Teenaged couples jazzing to jazz. Youngsters going to the movies more than
frquently. Small cars, with college boys at the wheel, speeding to the thrash
and drum of Metallica. Some soaking Bloody Mary's. Some cocaine. A million
confused youngsters picking their escape routes. Eminem topping charts. Why
Eminem? Because he's the itch society would rather have scratched away, nipped
in the bud. For doesn't the expression of primal, silenced, unclean feelings
that lie within us, pose a threat to society? Doesn't the potential of snapping
the ropes of structure, of clearly defined right and wrong, endanger a social
sense that has so laboriously been established, inherited generation after
generation, unquestioned? And yet, I don't deny that promoters of such
civilization didn't have their hearts in the right places. Somewhere in the
midst of the transition from the social models to free-market capitalism, the
essence has been lost. Contradictions within these two systems have caused the
wear and tear of values, the friction generating new norms. A free-market
economy cannot run on the value-system that the earlier model had been founded
on. A new culture ushered in, the premium being on practicality, even if
translates to the sporadic use of slimy ways. The clash that was destined to
take place, is currently taking place in posh multinationals. Pressures,
traumas, lay-offs, mergers, acquisitions. Executives bred on the Soviet model,
maneuvers the American model, till guilt turns too painful in its repeated
pricking. In this age, oft needed is the connection to basic human feelings,
needed is the comfort that they exists. Fear. Pain. Disappointment.
It isn't just the smoke rings that make my sight unclear. A haze seems to
blur my vision of him. I need to do this fast. He gets up. I firm my grip on
the automatic. A hug to an acquaintance and he's walking to the exit. I get up
and start following him. Two bartenders stop me. The Bill. Oh, shit. I reach
for my wallet, draw an American Express credit card fling it in cowboy
arrogance onto the outstretched palm of the bartender. I run after him. He's
through the exit, walking briskly towards his Mercedes where a uniformed driver
lies in wait, door ajar. The parking lot glitters, radiant in the smooth polish
of a fleet of overpriced cars. In just a few seconds my target has multiplied.
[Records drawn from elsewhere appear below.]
//! Live CRUD against a real Postgres instance.
//!
//! Requires `DATABASE_URL` pointing at a database this role can create
//! tables in.
//!
//! Run with: `cargo test -p nephrite-store --test postgres -- --ignored`

use jiff::Timestamp;
use uuid::Uuid;

use nephrite_core::models::patient::Patient;
use nephrite_store::error::StoreError;
use nephrite_store::postgres::PostgresStore;
use nephrite_store::store::RecordStore;

fn sample_patient() -> Patient {
    let now = Timestamp::now();
    Patient {
        id: Uuid::new_v4(),
        full_name: "Alex Rivera".to_string(),
        email: "alex@example.test".to_string(),
        blood_type: Some("O+".to_string()),
        allergies: None,
        chronic_conditions: None,
        emergency_contact_name: None,
        emergency_contact_phone: None,
        height_cm: Some(172.0),
        weight_kg: Some(70.5),
        created_at: now,
        updated_at: now,
    }
}

#[tokio::test]
#[ignore]
async fn patient_crud_round_trips_through_postgres() {
    let url = std::env::var("DATABASE_URL").expect("DATABASE_URL must be set");
    let store = PostgresStore::connect(&url).await.expect("connect");

    let mut patient = sample_patient();
    store.create_patient(patient.clone()).await.unwrap();

    let fetched = store.get_patient(patient.id).await.unwrap();
    assert_eq!(fetched, patient);

    patient.weight_kg = Some(71.2);
    store.update_patient(patient.clone()).await.unwrap();
    assert_eq!(
        store.get_patient(patient.id).await.unwrap().weight_kg,
        Some(71.2)
    );

    store.delete_patient(patient.id).await.unwrap();
    assert!(matches!(
        store.get_patient(patient.id).await,
        Err(StoreError::NotFound { .. })
    ));
}
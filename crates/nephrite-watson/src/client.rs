//! Scoring calls against a deployed model.

use std::time::Duration;

use serde_json::{Value, json};
use tracing::info;

use nephrite_core::models::prediction::{FeatureVector, Prediction};

use crate::config::WatsonConfig;
use crate::error::{PredictError, describe_http};
use crate::token::TokenSource;

/// Seam for the remote scoring service. The HTTP layer holds a
/// `dyn Predictor` so tests can substitute a stub for the live model.
pub trait Predictor: Send + Sync {
    fn predict(&self, features: &FeatureVector) -> Result<Prediction, PredictError>;
}

pub struct WatsonPredictor {
    agent: ureq::Agent,
    deployment_url: String,
    tokens: TokenSource,
}

impl WatsonPredictor {
    pub fn new(config: WatsonConfig) -> Self {
        let agent = build_agent();
        let tokens = TokenSource::new(agent.clone(), config.iam_url, config.api_key);
        WatsonPredictor {
            agent,
            deployment_url: config.deployment_url,
            tokens,
        }
    }

    /// True when the service accepts our credentials (a token can be
    /// obtained). Used at startup to fail fast on bad config.
    pub fn test_connection(&self) -> bool {
        self.tokens.bearer().is_ok()
    }
}

impl Predictor for WatsonPredictor {
    fn predict(&self, features: &FeatureVector) -> Result<Prediction, PredictError> {
        let bearer = self.tokens.bearer()?;
        let payload = scoring_payload(features);

        let response = self
            .agent
            .post(&self.deployment_url)
            .set("Content-Type", "application/json")
            .set("Authorization", &format!("Bearer {bearer}"))
            .send_json(payload)
            .map_err(|e| PredictError::Scoring(describe_http(e)))?;
        let body: Value = response
            .into_json()
            .map_err(|e| PredictError::ResponseParse(e.to_string()))?;

        let prediction = parse_prediction(&body)?;
        info!(
            label = prediction.label,
            confidence = prediction.confidence_pct,
            "prediction completed"
        );
        Ok(prediction)
    }
}

fn build_agent() -> ureq::Agent {
    ureq::AgentBuilder::new()
        .timeout_connect(Duration::from_secs(10))
        .timeout_read(Duration::from_secs(30))
        .timeout_write(Duration::from_secs(30))
        .build()
}

/// Build the scoring payload the deployment endpoint expects:
/// `{"input_data": [{"fields": [...], "values": [[...]]}]}`, fields and
/// values in the vector's order.
pub fn scoring_payload(features: &FeatureVector) -> Value {
    json!({
        "input_data": [{
            "fields": features.names(),
            "values": [features.values()],
        }]
    })
}

/// Interpret a scoring response. Accepts both shapes the service returns:
/// `{"predictions": [{"values": [[label, prob]]}]}` and a bare
/// `{"values": [[label, prob]]}`. Element 0 of the row is the class
/// label, element 1 the probability; a missing probability defaults to
/// 0.5.
pub fn parse_prediction(body: &Value) -> Result<Prediction, PredictError> {
    let row = body
        .get("predictions")
        .and_then(|p| p.get(0))
        .and_then(|p| p.get("values"))
        .or_else(|| body.get("values"))
        .and_then(|v| v.get(0))
        .ok_or_else(|| {
            PredictError::ResponseParse("no prediction values in response".to_string())
        })?;

    let label = row
        .get(0)
        .and_then(Value::as_f64)
        .ok_or_else(|| PredictError::ResponseParse("prediction label is not numeric".to_string()))?
        as i64;
    let probability = row.get(1).and_then(Value::as_f64).unwrap_or(0.5);

    Ok(Prediction {
        label,
        stone_present: label == 1,
        confidence_pct: round2(probability * 100.0),
    })
}

fn round2(v: f64) -> f64 {
    (v * 100.0).round() / 100.0
}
He's the corrupt politician, the upstart entrepreneur that runs his non-profit
organization all the way to the bank, he's the prodigal son of the wealthy
heir, he's the stock-market specialist, he's the Doctor-businessman, he's the
bastard child of capitalists. Somebody has to do his duty, cure the disease.
Someone has to balance the equation; eliminate these institutions of swelling
financial disparities. Someone has to shoot. Gross. Point. Blank.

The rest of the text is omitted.